ESTRIN: That is the other big question because there are mixed signals coming from the Trump administration and from Israeli leaders on what exactly their positions are here. I mean, Pompeo says it's up to the Israelis to decide on whether to annex. The Israelis say it depends on U.S. approval. But this is a very explosive issue. Most countries in the world oppose annexation, and they want a Palestinian state to be created in the West Bank instead. And, you know, annexation would anger Trump's Arab allies. European countries are even considering sanctions on Israel if it annexes land.
You have that, but then on the other hand, the West Bank is the land of the Bible, and an annexation of that land would be very popular with Trump's evangelical base, especially in the run up to the November election. So I think the big question here is, what does Israel want to do? Does it want to annex? Leaders here are divided on that. The right-wing Netanyahu seems to be pushing for it, but his centrist partner Benny Gantz doesn't seem to be.

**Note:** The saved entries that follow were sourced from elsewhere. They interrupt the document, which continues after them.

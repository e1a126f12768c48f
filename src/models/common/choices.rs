//! 取值受限的字符串字段
//!
//! 数据库里以字符串保存，API 上以相同字符串收发。

/// 定义枚举型选项字段的宏
///
/// 自动生成：
/// - enum 定义及 `as_str()`
/// - Display / FromStr
/// - 以字符串形式收发的 Serialize / Deserialize
macro_rules! define_choices {
    ($(#[$meta:meta])* $name:ident { $($variant:ident => $value:literal),+ $(,)? }) => {
        $(#[$meta])*
        #[derive(Debug, Clone, Copy, PartialEq, Eq, Hash)]
        pub enum $name {
            $($variant,)+
        }

        impl $name {
            pub const ALL: &'static [$name] = &[$($name::$variant,)+];

            pub fn as_str(&self) -> &'static str {
                match self {
                    $($name::$variant => $value,)+
                }
            }
        }

        impl std::fmt::Display for $name {
            fn fmt(&self, f: &mut std::fmt::Formatter<'_>) -> std::fmt::Result {
                f.write_str(self.as_str())
            }
        }

        impl std::str::FromStr for $name {
            type Err = String;

            fn from_str(s: &str) -> Result<Self, Self::Err> {
                match s {
                    $($value => Ok($name::$variant),)+
                    _ => Err(format!("\"{s}\" is not a valid choice.")),
                }
            }
        }

        impl serde::Serialize for $name {
            fn serialize<S>(&self, serializer: S) -> Result<S::Ok, S::Error>
            where
                S: serde::Serializer,
            {
                serializer.serialize_str(self.as_str())
            }
        }

        impl<'de> serde::Deserialize<'de> for $name {
            fn deserialize<D>(deserializer: D) -> Result<Self, D::Error>
            where
                D: serde::Deserializer<'de>,
            {
                let s = String::deserialize(deserializer)?;
                s.parse::<$name>().map_err(serde::de::Error::custom)
            }
        }
    };
}

pub(crate) use define_choices;

#[cfg(test)]
mod tests {
    define_choices! {
        /// 测试用
        Color {
            Red => "Red",
            DarkBlue => "Dark-Blue",
        }
    }

    #[test]
    fn test_round_trip_through_strings() {
        assert_eq!(Color::DarkBlue.to_string(), "Dark-Blue");
        assert_eq!("Red".parse::<Color>(), Ok(Color::Red));
        assert_eq!(
            "red".parse::<Color>(),
            Err("\"red\" is not a valid choice.".to_string())
        );
        assert_eq!(Color::ALL.len(), 2);
    }

    #[test]
    fn test_serde_uses_literal_values() {
        let json = serde_json::to_string(&Color::DarkBlue).unwrap();
        assert_eq!(json, "\"Dark-Blue\"");
        let err = serde_json::from_str::<Color>("\"Green\"").unwrap_err();
        assert!(err.to_string().contains("not a valid choice"));
    }
}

INSKEEP: Daniel - very briefly - some people who maybe don't follow the news every day out of Israel may hear you say Prime Minister Benjamin Netanyahu and they're asking, wait a minute, he's prime minister again?
ESTRIN: (Laughter) He is. For the last year and a half, Netanyahu was struggling to win a new term, but now he and his election rival Benny Gantz have agreed to a deal. Netanyahu gets 18 more months in office.
INSKEEP: Daniel, thanks for the update.
ESTRIN: You're welcome.
INSKEEP: That's NPR's Daniel Estrin in Jerusalem.